Now that prices have risen (in the mature estates at least), some HDB flat owners have chosen to cash-out, whether to upgrade to private property or realize some profit.  They are generally not speculators; direct-sale or 1st time buyers who used the CPF grant would have stayed in their home for a minimum of 5 years before selling – one of the many anti-speculation measures in place for HDB flat buyers.  Is it so undesirable that some lucky ones are able to enjoy a windfall?

To be fair, Donald's concern appears to be focused on young couples who cannot afford to live near their parents.  

But the simple matter is that location (and distance to amenities etc) and flat type/size are the major price determinants.  Other factos include the floor/level, view and facing (west sun is generally a no-no), whether it is on a lift landing floor, whether there is "O$P$" splashed on the walls of the block etc.

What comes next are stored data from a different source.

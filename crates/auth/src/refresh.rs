//! Refresh token generation and the refresh-token field of a user record

use std::sync::Arc;

use chrono::{DateTime, Duration, Utc};
use serde::Serialize;
use smartspend_common::RepositoryError;
use uuid::Uuid;

use crate::error::AuthError;
use crate::store::UserStore;

/// Bytes of OS entropy per refresh token (hex-encoded to 128 characters)
pub const REFRESH_TOKEN_BYTES: usize = 64;

/// Generate a refresh token: 64 random bytes from the OS, hex-encoded
pub fn generate_refresh_token() -> Result<String, AuthError> {
    let mut bytes = [0u8; REFRESH_TOKEN_BYTES];
    getrandom::getrandom(&mut bytes)
        .map_err(|e| AuthError::Internal(format!("Failed to generate random bytes: {}", e)))?;
    Ok(hex::encode(bytes))
}

/// A freshly issued refresh token and its expiry
#[derive(Debug, Clone, PartialEq, Eq, Serialize)]
pub struct RefreshGrant {
    pub token: String,
    pub expires_at: DateTime<Utc>,
}

impl RefreshGrant {
    pub fn issue(ttl: Duration) -> Result<Self, AuthError> {
        Ok(Self {
            token: generate_refresh_token()?,
            expires_at: Utc::now() + ttl,
        })
    }
}

/// Stored refresh token state for one user
#[derive(Debug, Clone, PartialEq, Eq)]
pub struct StoredRefreshToken {
    pub token: String,
    pub expires_at: DateTime<Utc>,
}

/// Reads and writes the single refresh token + expiry pair on a user record.
#[derive(Clone)]
pub struct RefreshTokenStore {
    users: Arc<dyn UserStore>,
}

impl RefreshTokenStore {
    pub fn new(users: Arc<dyn UserStore>) -> Self {
        Self { users }
    }

    /// `None` when the user does not exist
    pub async fn read(&self, user_id: Uuid) -> Result<Option<StoredRefreshToken>, AuthError> {
        let user = self.users.find_user_by_id(user_id).await?;
        Ok(user.map(|u| StoredRefreshToken {
            token: u.refresh_token,
            expires_at: u.refresh_token_expires_at,
        }))
    }

    /// Unconditionally replace the stored token (login)
    pub async fn write(&self, user_id: Uuid, grant: &RefreshGrant) -> Result<(), AuthError> {
        self.put(user_id, &grant.token, grant.expires_at).await
    }

    /// Clear the stored token and zero its expiry (logout). Idempotent.
    pub async fn clear(&self, user_id: Uuid) -> Result<(), AuthError> {
        let stored = self.read(user_id).await?.ok_or(AuthError::NotFound)?;

        if stored.token.is_empty() && stored.expires_at == DateTime::<Utc>::UNIX_EPOCH {
            return Ok(());
        }

        self.put(user_id, "", DateTime::<Utc>::UNIX_EPOCH).await
    }

    async fn put(
        &self,
        user_id: Uuid,
        token: &str,
        expires_at: DateTime<Utc>,
    ) -> Result<(), AuthError> {
        match self.users.update_refresh_token(user_id, token, expires_at).await {
            Ok(()) => Ok(()),
            Err(RepositoryError::NotFound) => Err(AuthError::NotFound),
            Err(e) => Err(e.into()),
        }
    }

    /// Atomically replace `expected` with `grant`; `false` if another writer got there first
    pub async fn swap(
        &self,
        user_id: Uuid,
        expected: &str,
        grant: &RefreshGrant,
    ) -> Result<bool, AuthError> {
        let swapped = self
            .users
            .compare_and_swap_refresh_token(user_id, expected, &grant.token, grant.expires_at)
            .await?;
        Ok(swapped)
    }
}
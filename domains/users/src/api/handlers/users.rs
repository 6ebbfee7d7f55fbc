//! User profile API handlers
//!
//! Implements:
//! - GET /api/user/me - Get current user profile
//! - PUT /api/user/me - Update profile and savings fields
//! - GET /api/user/me/balances - Get balance and monthly saving goal

use axum::{extract::State, Json};
use chrono::{DateTime, Utc};
use rust_decimal::Decimal;
use serde::{Deserialize, Serialize};
use smartspend_auth::{Currency, User};
use smartspend_common::{Error, Result, ValidatedJson};
use uuid::Uuid;
use validator::{Validate, ValidationError};

use crate::api::middleware::{AuthUser, UsersState};

/// Public view of a user; never includes the refresh token
#[derive(Debug, Clone, Serialize)]
#[serde(rename_all = "camelCase")]
pub struct UserProfileResponse {
    pub id: Uuid,
    pub first_name: String,
    pub last_name: String,
    pub username: String,
    pub google_email: Option<String>,
    pub apple_email: Option<String>,
    pub avatar_url: Option<String>,
    pub created_at: DateTime<Utc>,
    pub balance: Decimal,
    pub monthly_saving_goal: Decimal,
    pub preferred_currency: Currency,
}

impl From<User> for UserProfileResponse {
    fn from(user: User) -> Self {
        Self {
            id: user.id,
            first_name: user.first_name,
            last_name: user.last_name,
            username: user.username,
            google_email: user.google_email,
            apple_email: user.apple_email,
            avatar_url: user.avatar_url,
            created_at: user.created_at,
            balance: user.balance,
            monthly_saving_goal: user.monthly_saving_goal,
            preferred_currency: user.preferred_currency,
        }
    }
}

/// `{"data": ...}` wrapper shared by the read endpoints
#[derive(Debug, Serialize)]
pub struct DataEnvelope<T> {
    pub data: T,
}

/// Partial profile update; absent fields keep their stored value
#[derive(Debug, Deserialize, Validate)]
#[serde(rename_all = "camelCase")]
pub struct UpdateProfileRequest {
    #[validate(length(max = 100))]
    pub first_name: Option<String>,

    #[validate(length(max = 100))]
    pub last_name: Option<String>,

    #[validate(length(min = 1, max = 100))]
    pub username: Option<String>,

    #[validate(url)]
    pub avatar_url: Option<String>,

    pub balance: Option<Decimal>,

    #[validate(custom(function = "non_negative", message = "Must not be negative"))]
    pub monthly_saving_goal: Option<Decimal>,

    pub preferred_currency: Option<Currency>,
}

impl UpdateProfileRequest {
    fn apply(self, user: &mut User) {
        if let Some(first_name) = self.first_name {
            user.first_name = first_name;
        }
        if let Some(last_name) = self.last_name {
            user.last_name = last_name;
        }
        if let Some(username) = self.username {
            user.username = username;
        }
        if let Some(avatar_url) = self.avatar_url {
            user.avatar_url = Some(avatar_url);
        }
        if let Some(balance) = self.balance {
            user.balance = balance;
        }
        if let Some(goal) = self.monthly_saving_goal {
            user.monthly_saving_goal = goal;
        }
        if let Some(currency) = self.preferred_currency {
            user.preferred_currency = currency;
        }
    }
}

fn non_negative(value: &Decimal) -> std::result::Result<(), ValidationError> {
    if *value < Decimal::ZERO {
        return Err(ValidationError::new("non_negative"));
    }
    Ok(())
}

#[derive(Debug, Serialize)]
pub struct UpdateProfileResponse {
    pub message: &'static str,
    pub data: UserProfileResponse,
}

#[derive(Debug, Clone, PartialEq, Serialize)]
#[serde(rename_all = "camelCase")]
pub struct BalancesResponse {
    pub balance: Decimal,
    pub monthly_saving_goal: Decimal,
}

async fn load_caller(state: &UsersState, user_id: Uuid) -> Result<User> {
    state
        .auth
        .tokens
        .users()
        .find_user_by_id(user_id)
        .await?
        .ok_or_else(|| Error::NotFound("User not found".to_string()))
}

/// GET /api/user/me - Get current user profile
pub async fn get_profile(
    AuthUser(auth_context): AuthUser,
    State(state): State<UsersState>,
) -> Result<Json<DataEnvelope<UserProfileResponse>>> {
    let user = load_caller(&state, auth_context.user_id).await?;

    Ok(Json(DataEnvelope {
        data: UserProfileResponse::from(user),
    }))
}

/// PUT /api/user/me - Update profile and savings fields
pub async fn update_profile(
    AuthUser(auth_context): AuthUser,
    State(state): State<UsersState>,
    ValidatedJson(request): ValidatedJson<UpdateProfileRequest>,
) -> Result<Json<UpdateProfileResponse>> {
    let mut user = load_caller(&state, auth_context.user_id).await?;
    request.apply(&mut user);

    state.auth.tokens.users().update_user(&user).await?;
    tracing::info!(user_id = %user.id, "User profile updated");

    Ok(Json(UpdateProfileResponse {
        message: "User information successfully updated.",
        data: UserProfileResponse::from(user),
    }))
}

/// GET /api/user/me/balances - Get balance and monthly saving goal
pub async fn get_balances(
    AuthUser(auth_context): AuthUser,
    State(state): State<UsersState>,
) -> Result<Json<DataEnvelope<BalancesResponse>>> {
    let user = load_caller(&state, auth_context.user_id).await?;

    Ok(Json(DataEnvelope {
        data: BalancesResponse {
            balance: user.balance,
            monthly_saving_goal: user.monthly_saving_goal,
        },
    }))
}
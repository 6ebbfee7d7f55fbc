//! Shared database types for SmartSpend
//!
//! Repository implementations report failures through [`RepositoryError`].

use crate::error::Error;
use thiserror::Error;

/// Postgres SQLSTATE for unique constraint violations
const UNIQUE_VIOLATION: &str = "23505";

/// Database-specific error types
#[derive(Error, Debug)]
pub enum RepositoryError {
    #[error("Record not found")]
    NotFound,

    #[error("Record already exists")]
    AlreadyExists,

    #[error("Database connection error: {0}")]
    Connection(sqlx::Error),

    #[error("Invalid data: {0}")]
    InvalidData(String),
}

impl From<sqlx::Error> for RepositoryError {
    fn from(err: sqlx::Error) -> Self {
        match &err {
            sqlx::Error::RowNotFound => RepositoryError::NotFound,
            sqlx::Error::Database(db) if db.code().as_deref() == Some(UNIQUE_VIOLATION) => {
                RepositoryError::AlreadyExists
            }
            _ => RepositoryError::Connection(err),
        }
    }
}

impl From<RepositoryError> for Error {
    fn from(err: RepositoryError) -> Self {
        match err {
            RepositoryError::NotFound => Error::NotFound("Record not found".to_string()),
            RepositoryError::AlreadyExists => Error::Conflict("Record already exists".to_string()),
            RepositoryError::Connection(e) => Error::Database(e),
            RepositoryError::InvalidData(msg) => Error::Validation(msg),
        }
    }
}
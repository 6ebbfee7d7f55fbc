//! Token lifecycle: access token issuance and rotation, refresh token matching

use std::sync::Arc;

use chrono::{Duration, Utc};
use serde::Serialize;
use smartspend_common::constant_time_eq;
use uuid::Uuid;

use crate::claims::AccessTokenClaims;
use crate::config::AuthConfig;
use crate::error::{AuthError, RotationError};
use crate::jwt::AccessTokenSigner;
use crate::refresh::{RefreshGrant, RefreshTokenStore};
use crate::store::UserStore;

/// Outcome of a successful access token rotation request
#[derive(Debug, Clone, PartialEq, Eq, Serialize)]
pub struct AccessTokenRotation {
    pub access_token: String,
    /// `false` when the presented token was still valid and returned unchanged
    pub rotated: bool,
    /// Present only when refresh tokens rotate on use
    pub refresh: Option<RefreshGrant>,
}

/// Access and refresh token operations over a [`UserStore`].
///
/// Constructed once at startup and shared behind an `Arc`.
pub struct TokenService {
    signer: AccessTokenSigner,
    refresh: RefreshTokenStore,
    users: Arc<dyn UserStore>,
    refresh_token_ttl: Duration,
    rotate_refresh_token_on_use: bool,
}

impl std::fmt::Debug for TokenService {
    #[mutants::skip] // Debug output only
    fn fmt(&self, f: &mut std::fmt::Formatter<'_>) -> std::fmt::Result {
        f.debug_struct("TokenService")
            .field("signer", &self.signer)
            .field("refresh_token_ttl", &self.refresh_token_ttl)
            .field("rotate_refresh_token_on_use", &self.rotate_refresh_token_on_use)
            .finish_non_exhaustive()
    }
}

impl TokenService {
    /// Fails when the signing secret is unusable, so misconfiguration surfaces at startup
    pub fn new(config: &AuthConfig, users: Arc<dyn UserStore>) -> Result<Self, AuthError> {
        Ok(Self {
            signer: AccessTokenSigner::new(config)?,
            refresh: RefreshTokenStore::new(users.clone()),
            users,
            refresh_token_ttl: config.refresh_token_ttl,
            rotate_refresh_token_on_use: config.rotate_refresh_token_on_use,
        })
    }

    pub fn issue_access_token(&self, user_id: Uuid) -> Result<String, AuthError> {
        self.signer.issue(user_id)
    }

    pub fn verify_access_token(&self, token: &str) -> Result<AccessTokenClaims, AuthError> {
        self.signer.verify(token)
    }

    /// New refresh token with the configured lifetime, not yet persisted
    pub fn new_refresh_grant(&self) -> Result<RefreshGrant, AuthError> {
        RefreshGrant::issue(self.refresh_token_ttl)
    }

    /// Issue a refresh token for `user_id` and store it in place of any previous one
    pub async fn grant_refresh_token(&self, user_id: Uuid) -> Result<RefreshGrant, AuthError> {
        let grant = self.new_refresh_grant()?;
        self.refresh.write(user_id, &grant).await?;
        Ok(grant)
    }

    /// Check `candidate` against the user's stored refresh token.
    ///
    /// An empty value on either side never matches.
    pub async fn validate_refresh_token(
        &self,
        candidate: &str,
        user_id: Uuid,
    ) -> Result<(), AuthError> {
        let stored = self
            .refresh
            .read(user_id)
            .await?
            .ok_or(AuthError::NotFound)?;

        if candidate.is_empty()
            || stored.token.is_empty()
            || !constant_time_eq(&stored.token, candidate)
        {
            tracing::warn!(user_id = %user_id, "Refresh token does not match");
            return Err(AuthError::Mismatch);
        }

        if stored.expires_at <= Utc::now() {
            tracing::info!(user_id = %user_id, "Refresh token expired");
            return Err(AuthError::RefreshTokenExpired);
        }

        Ok(())
    }

    /// Validate `candidate` and replace it with a fresh token in one conditional update.
    ///
    /// A concurrent rotation that already replaced `candidate` makes this call fail
    /// with `Mismatch`.
    pub async fn rotate_refresh_token(
        &self,
        candidate: &str,
        user_id: Uuid,
    ) -> Result<RefreshGrant, AuthError> {
        self.validate_refresh_token(candidate, user_id).await?;

        let grant = self.new_refresh_grant()?;
        if !self.refresh.swap(user_id, candidate, &grant).await? {
            tracing::warn!(user_id = %user_id, "Lost refresh token rotation race");
            return Err(AuthError::Mismatch);
        }

        tracing::info!(user_id = %user_id, "Refresh token rotated");
        Ok(grant)
    }

    /// Clear the user's refresh token
    pub async fn revoke_refresh_token(&self, user_id: Uuid) -> Result<(), AuthError> {
        self.refresh.clear(user_id).await
    }

    /// Exchange an expired access token plus the matching refresh token for a new access token.
    ///
    /// A still-valid access token is returned unchanged. Only an intact token that
    /// failed solely on expiry enters the refresh path.
    pub async fn rotate_access_token(
        &self,
        access_token: &str,
        refresh_token: Option<&str>,
    ) -> Result<AccessTokenRotation, RotationError> {
        match self.signer.verify(access_token) {
            Ok(_) => Ok(AccessTokenRotation {
                access_token: access_token.to_string(),
                rotated: false,
                refresh: None,
            }),
            Err(AuthError::Expired) => {
                let claims = self
                    .signer
                    .decode_ignoring_expiry(access_token)
                    .map_err(|e| {
                        tracing::debug!(error = %e, "Failed to decode expired access token");
                        RotationError::CannotDecodeExpired
                    })?;
                let user_id = claims.user_id();
                let presented = refresh_token.unwrap_or_default();

                let refresh = if self.rotate_refresh_token_on_use {
                    Some(self.rotate_refresh_token(presented, user_id).await?)
                } else {
                    self.validate_refresh_token(presented, user_id).await?;
                    None
                };

                let access_token = self.signer.issue(user_id)?;
                tracing::info!(user_id = %user_id, "Access token rotated");

                Ok(AccessTokenRotation {
                    access_token,
                    rotated: true,
                    refresh,
                })
            }
            Err(e) => {
                tracing::debug!(error = %e, "Rejected access token on rotation");
                Err(RotationError::InvalidAccessToken)
            }
        }
    }

    /// The store this service reads users from
    pub fn users(&self) -> &Arc<dyn UserStore> {
        &self.users
    }
}
//! Access token rotation integration tests

use axum::http::StatusCode;
use chrono::{Duration, Utc};
use jsonwebtoken::{decode, Algorithm, DecodingKey, Validation};
use serde_json::{json, Value};
use uuid::Uuid;

use crate::common::{rotation_request, TestApp, TestOptions, JWT_SECRET};

/// Subject of an access token, checked against the shared secret
fn subject(access_token: &str) -> Uuid {
    let mut validation = Validation::new(Algorithm::HS256);
    validation.validate_aud = false;
    let data = decode::<Value>(
        access_token,
        &DecodingKey::from_secret(JWT_SECRET.as_bytes()),
        &validation,
    )
    .unwrap();
    data.claims["sub"].as_str().unwrap().parse().unwrap()
}

mod test_rotation {
    use super::*;

    #[tokio::test]
    async fn test_valid_token_is_returned_unchanged_every_time() {
        let app = TestApp::new();
        let user = app.create_user("abc", Utc::now() + Duration::days(10));
        let token = app.access_token(user.id, Utc::now());

        let (status, first) = app.send(rotation_request(Some(&token), Some("abc"))).await;
        let (_, second) = app.send(rotation_request(Some(&token), Some("abc"))).await;

        assert_eq!(status, StatusCode::OK);
        assert_eq!(first["accessToken"], token);
        assert_eq!(second["accessToken"], token);
    }

    #[tokio::test]
    async fn test_expired_token_with_matching_refresh_token() {
        let app = TestApp::new();
        let user = app.create_user("abc", Utc::now() + Duration::days(10));
        let expired = app.access_token(user.id, Utc::now() - Duration::hours(2));

        let (status, body) = app.send(rotation_request(Some(&expired), Some("abc"))).await;

        assert_eq!(status, StatusCode::OK);
        let rotated = body["accessToken"].as_str().unwrap();
        assert_ne!(rotated, expired);
        assert_eq!(subject(rotated), user.id);

        // Refresh token rotates only on login by default
        assert_eq!(app.store.get(user.id).unwrap().refresh_token, "abc");
        assert!(body.get("refreshToken").is_none());
    }

    #[tokio::test]
    async fn test_wrong_refresh_token() {
        let app = TestApp::new();
        let user = app.create_user("abc", Utc::now() + Duration::days(10));
        let expired = app.access_token(user.id, Utc::now() - Duration::hours(2));

        let (status, body) = app.send(rotation_request(Some(&expired), Some("wrong"))).await;

        assert_eq!(status, StatusCode::UNAUTHORIZED);
        assert_eq!(body, json!({ "error": "refresh token does not match" }));
    }

    #[tokio::test]
    async fn test_single_character_difference_fails() {
        let app = TestApp::new();
        let stored = "a".repeat(128);
        let user = app.create_user(&stored, Utc::now() + Duration::days(10));
        let expired = app.access_token(user.id, Utc::now() - Duration::hours(2));

        let mut presented = stored.clone();
        presented.replace_range(127.., "b");
        let (status, body) = app.send(rotation_request(Some(&expired), Some(&presented))).await;
        assert_eq!(status, StatusCode::UNAUTHORIZED);
        assert_eq!(body["error"], "refresh token does not match");

        let (status, _) = app.send(rotation_request(Some(&expired), Some(&stored[..127]))).await;
        assert_eq!(status, StatusCode::UNAUTHORIZED);
    }

    #[tokio::test]
    async fn test_expired_refresh_token() {
        let app = TestApp::new();
        let user = app.create_user("abc", Utc::now() - Duration::minutes(1));
        let expired = app.access_token(user.id, Utc::now() - Duration::hours(2));

        let (status, body) = app.send(rotation_request(Some(&expired), Some("abc"))).await;

        assert_eq!(status, StatusCode::UNAUTHORIZED);
        assert_eq!(body, json!({ "error": "refresh token expired" }));
    }

    #[tokio::test]
    async fn test_failure_reasons() {
        let app = TestApp::new();
        let orphan = app.access_token(Uuid::new_v4(), Utc::now() - Duration::hours(2));

        let (status, body) = app.send(rotation_request(None, Some("abc"))).await;
        assert_eq!(status, StatusCode::UNAUTHORIZED);
        assert_eq!(body["error"], "authorization required");

        let (_, body) = app.send(rotation_request(Some(&orphan), Some("abc"))).await;
        assert_eq!(body["error"], "user not found");

        let (_, body) = app.send(rotation_request(Some("garbage"), Some("abc"))).await;
        assert_eq!(body["error"], "invalid access token");
    }

    #[tokio::test]
    async fn test_tampered_expired_token_is_not_rotated() {
        let app = TestApp::new();
        let user = app.create_user("abc", Utc::now() + Duration::days(10));
        let expired = app.access_token(user.id, Utc::now() - Duration::hours(2));

        let (head, signature) = expired.rsplit_once('.').unwrap();
        let flipped = if signature.starts_with('A') { "B" } else { "A" };
        let tampered = format!("{}.{}{}", head, flipped, &signature[1..]);

        let (status, body) = app.send(rotation_request(Some(&tampered), Some("abc"))).await;

        assert_eq!(status, StatusCode::UNAUTHORIZED);
        assert_eq!(body["error"], "invalid access token");
    }

    #[tokio::test]
    async fn test_logged_out_user_cannot_rotate() {
        let app = TestApp::new();
        let user = app.create_user("", chrono::DateTime::<Utc>::UNIX_EPOCH);
        let expired = app.access_token(user.id, Utc::now() - Duration::hours(2));

        let (status, body) = app.send(rotation_request(Some(&expired), Some(""))).await;

        assert_eq!(status, StatusCode::UNAUTHORIZED);
        assert_eq!(body["error"], "refresh token does not match");
    }
}

mod test_rotation_on_use {
    use super::*;

    fn app() -> TestApp {
        TestApp::with_options(TestOptions {
            rotate_refresh_token_on_use: true,
            ..Default::default()
        })
    }

    #[tokio::test]
    async fn test_refresh_token_replaced_and_old_one_retired() {
        let app = app();
        let user = app.create_user("abc", Utc::now() + Duration::days(10));
        let expired = app.access_token(user.id, Utc::now() - Duration::hours(2));

        let (status, body) = app.send(rotation_request(Some(&expired), Some("abc"))).await;

        assert_eq!(status, StatusCode::OK);
        let new_refresh = body["refreshToken"].as_str().unwrap().to_string();
        assert_ne!(new_refresh, "abc");
        assert!(body["refreshTokenExpiry"].is_string());
        assert_eq!(app.store.get(user.id).unwrap().refresh_token, new_refresh);

        let (status, body) = app.send(rotation_request(Some(&expired), Some("abc"))).await;
        assert_eq!(status, StatusCode::UNAUTHORIZED);
        assert_eq!(body["error"], "refresh token does not match");

        let (status, _) = app.send(rotation_request(Some(&expired), Some(&new_refresh))).await;
        assert_eq!(status, StatusCode::OK);
    }

    #[tokio::test]
    async fn test_concurrent_rotations_have_one_winner() {
        let app = app();
        let user = app.create_user("abc", Utc::now() + Duration::days(10));
        let expired = app.access_token(user.id, Utc::now() - Duration::hours(2));

        let (first, second) = tokio::join!(
            app.send(rotation_request(Some(&expired), Some("abc"))),
            app.send(rotation_request(Some(&expired), Some("abc"))),
        );

        let successes = [first.0, second.0]
            .iter()
            .filter(|status| **status == StatusCode::OK)
            .count();
        assert_eq!(successes, 1);
    }
}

It is inevitable that some flats will command a premium over others.  When times are good and buyers are flush with cash (whether from en bloc sales or Toto winnings), this premium will increase; and the gap will narrow when times are bad.  Just because a buyer has the means and is willing to pay a premium for a HDB unit does not make him any less a "genuine buyer."  

After all, if *all* HDB flats are only for meant for the less financially privileged, then HDB should start evicting all residents whose household incomes have risen above $6,000 or $8,000 or whatever the cap for that flat size may be.  Judging from the marques I see at many HDB car parks these days, there will be a lot of people pushed to the streets … and quite possibly living in expensive cars  ;-)

HDB does provide affordable public housing, done primarily via the direct sales channel.  Some units (albeit limited) are in mature estates and others are in very nice (if somewhat ulu) new estates.  Young couples who buy a resale unit near have an added incentive of a larger CPF grant.  

But ultimately, resale HDB flat prices should be determined by market forces.  Why deny HDB flat owners the occasional windfall?